## Work order
Find the lines below that include the word "repository" and report how many there are, with no other text.

## Exercise input
━━━

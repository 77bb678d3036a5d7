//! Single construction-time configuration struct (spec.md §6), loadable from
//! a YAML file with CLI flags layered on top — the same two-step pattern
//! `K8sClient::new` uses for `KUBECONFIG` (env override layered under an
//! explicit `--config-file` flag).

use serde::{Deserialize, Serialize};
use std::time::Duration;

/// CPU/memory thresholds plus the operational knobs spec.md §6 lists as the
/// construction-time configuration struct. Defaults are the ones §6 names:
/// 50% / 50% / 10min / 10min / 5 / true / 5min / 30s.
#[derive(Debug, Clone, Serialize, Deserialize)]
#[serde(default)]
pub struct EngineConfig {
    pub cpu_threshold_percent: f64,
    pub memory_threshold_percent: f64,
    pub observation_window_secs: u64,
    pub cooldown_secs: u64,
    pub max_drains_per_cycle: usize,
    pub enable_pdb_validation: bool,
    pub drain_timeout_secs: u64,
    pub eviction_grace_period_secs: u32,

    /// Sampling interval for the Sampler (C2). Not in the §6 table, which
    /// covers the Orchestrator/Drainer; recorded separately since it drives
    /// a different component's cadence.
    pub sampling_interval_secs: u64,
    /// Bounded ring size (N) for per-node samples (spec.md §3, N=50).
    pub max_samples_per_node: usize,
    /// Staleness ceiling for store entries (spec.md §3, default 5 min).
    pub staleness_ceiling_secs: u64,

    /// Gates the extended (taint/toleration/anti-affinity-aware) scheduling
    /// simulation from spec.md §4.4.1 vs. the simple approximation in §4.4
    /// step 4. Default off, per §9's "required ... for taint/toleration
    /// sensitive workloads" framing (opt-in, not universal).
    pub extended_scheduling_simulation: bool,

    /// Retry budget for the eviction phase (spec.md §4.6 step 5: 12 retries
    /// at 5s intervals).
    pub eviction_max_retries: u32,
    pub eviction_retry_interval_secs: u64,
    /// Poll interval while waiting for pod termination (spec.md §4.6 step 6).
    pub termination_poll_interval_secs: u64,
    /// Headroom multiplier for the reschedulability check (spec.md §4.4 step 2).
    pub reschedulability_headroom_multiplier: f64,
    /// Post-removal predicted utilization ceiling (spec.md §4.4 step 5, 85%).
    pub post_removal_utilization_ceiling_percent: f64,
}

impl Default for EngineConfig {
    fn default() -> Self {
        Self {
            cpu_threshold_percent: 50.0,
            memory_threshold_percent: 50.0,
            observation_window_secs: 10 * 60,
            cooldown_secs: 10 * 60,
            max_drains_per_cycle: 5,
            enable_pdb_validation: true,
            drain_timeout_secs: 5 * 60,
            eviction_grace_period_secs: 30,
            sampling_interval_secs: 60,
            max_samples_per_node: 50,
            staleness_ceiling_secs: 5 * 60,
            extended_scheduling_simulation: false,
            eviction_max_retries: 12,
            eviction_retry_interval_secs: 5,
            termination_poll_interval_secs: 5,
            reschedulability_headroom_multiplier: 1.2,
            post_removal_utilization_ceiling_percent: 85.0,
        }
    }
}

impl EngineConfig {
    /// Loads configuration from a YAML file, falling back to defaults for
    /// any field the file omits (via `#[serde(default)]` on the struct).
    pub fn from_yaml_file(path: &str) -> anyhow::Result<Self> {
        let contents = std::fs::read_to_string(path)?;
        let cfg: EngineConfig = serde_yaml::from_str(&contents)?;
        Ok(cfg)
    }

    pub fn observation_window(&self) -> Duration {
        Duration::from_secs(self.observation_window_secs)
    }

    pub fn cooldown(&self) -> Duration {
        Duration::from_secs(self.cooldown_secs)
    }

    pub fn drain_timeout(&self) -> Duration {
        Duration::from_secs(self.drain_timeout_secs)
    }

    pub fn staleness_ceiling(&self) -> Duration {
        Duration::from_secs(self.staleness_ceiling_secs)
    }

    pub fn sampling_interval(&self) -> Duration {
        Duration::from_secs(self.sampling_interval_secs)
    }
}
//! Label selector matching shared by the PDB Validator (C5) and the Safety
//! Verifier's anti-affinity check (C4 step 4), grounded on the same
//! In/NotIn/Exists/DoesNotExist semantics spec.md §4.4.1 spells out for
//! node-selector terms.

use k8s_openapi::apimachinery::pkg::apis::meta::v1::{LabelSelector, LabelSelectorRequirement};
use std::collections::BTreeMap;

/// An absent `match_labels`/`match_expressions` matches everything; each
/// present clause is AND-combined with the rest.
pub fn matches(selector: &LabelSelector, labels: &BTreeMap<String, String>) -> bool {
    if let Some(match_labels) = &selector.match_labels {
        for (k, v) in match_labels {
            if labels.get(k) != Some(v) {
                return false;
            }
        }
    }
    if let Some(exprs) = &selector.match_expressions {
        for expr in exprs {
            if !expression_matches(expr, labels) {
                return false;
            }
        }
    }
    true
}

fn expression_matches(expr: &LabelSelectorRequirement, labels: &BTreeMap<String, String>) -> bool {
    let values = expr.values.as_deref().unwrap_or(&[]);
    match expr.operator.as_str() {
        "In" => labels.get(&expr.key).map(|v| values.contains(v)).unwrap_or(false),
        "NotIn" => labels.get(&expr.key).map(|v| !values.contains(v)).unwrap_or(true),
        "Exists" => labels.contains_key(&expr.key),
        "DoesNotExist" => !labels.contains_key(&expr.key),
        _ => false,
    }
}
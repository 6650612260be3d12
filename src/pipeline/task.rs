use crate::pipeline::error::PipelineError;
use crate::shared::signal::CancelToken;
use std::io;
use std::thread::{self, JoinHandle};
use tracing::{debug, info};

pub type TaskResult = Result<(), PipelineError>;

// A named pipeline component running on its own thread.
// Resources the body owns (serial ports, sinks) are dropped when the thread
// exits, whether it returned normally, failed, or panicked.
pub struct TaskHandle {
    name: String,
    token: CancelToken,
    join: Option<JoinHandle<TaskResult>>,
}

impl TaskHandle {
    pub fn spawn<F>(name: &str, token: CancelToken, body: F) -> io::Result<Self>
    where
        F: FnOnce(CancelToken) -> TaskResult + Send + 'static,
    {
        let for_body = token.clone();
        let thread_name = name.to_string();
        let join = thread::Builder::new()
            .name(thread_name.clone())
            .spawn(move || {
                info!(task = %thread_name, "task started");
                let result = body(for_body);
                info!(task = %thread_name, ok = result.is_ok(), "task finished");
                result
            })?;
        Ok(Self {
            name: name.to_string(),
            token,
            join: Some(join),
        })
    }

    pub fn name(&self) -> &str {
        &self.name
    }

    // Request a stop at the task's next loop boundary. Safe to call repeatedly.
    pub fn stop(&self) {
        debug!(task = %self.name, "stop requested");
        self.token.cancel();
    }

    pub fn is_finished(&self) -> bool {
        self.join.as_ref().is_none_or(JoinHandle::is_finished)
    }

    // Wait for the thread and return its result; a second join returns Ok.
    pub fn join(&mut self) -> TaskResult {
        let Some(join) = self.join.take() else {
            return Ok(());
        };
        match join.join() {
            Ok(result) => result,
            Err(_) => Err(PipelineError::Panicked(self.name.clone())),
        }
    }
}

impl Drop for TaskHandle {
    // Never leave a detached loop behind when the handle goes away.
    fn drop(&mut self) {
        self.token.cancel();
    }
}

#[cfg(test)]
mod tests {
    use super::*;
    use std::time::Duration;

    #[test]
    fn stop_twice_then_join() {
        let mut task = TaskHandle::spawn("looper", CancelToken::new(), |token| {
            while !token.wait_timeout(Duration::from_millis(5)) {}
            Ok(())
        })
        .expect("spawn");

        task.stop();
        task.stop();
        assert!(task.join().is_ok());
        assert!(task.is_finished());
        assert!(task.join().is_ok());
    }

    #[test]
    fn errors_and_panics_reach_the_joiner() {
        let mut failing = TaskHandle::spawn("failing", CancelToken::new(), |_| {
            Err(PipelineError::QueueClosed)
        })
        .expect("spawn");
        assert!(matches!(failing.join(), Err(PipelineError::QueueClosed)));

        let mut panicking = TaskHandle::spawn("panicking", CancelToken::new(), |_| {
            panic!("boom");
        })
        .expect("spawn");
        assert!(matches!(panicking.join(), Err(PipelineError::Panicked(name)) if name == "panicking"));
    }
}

━━━

## Reply to the exercise
2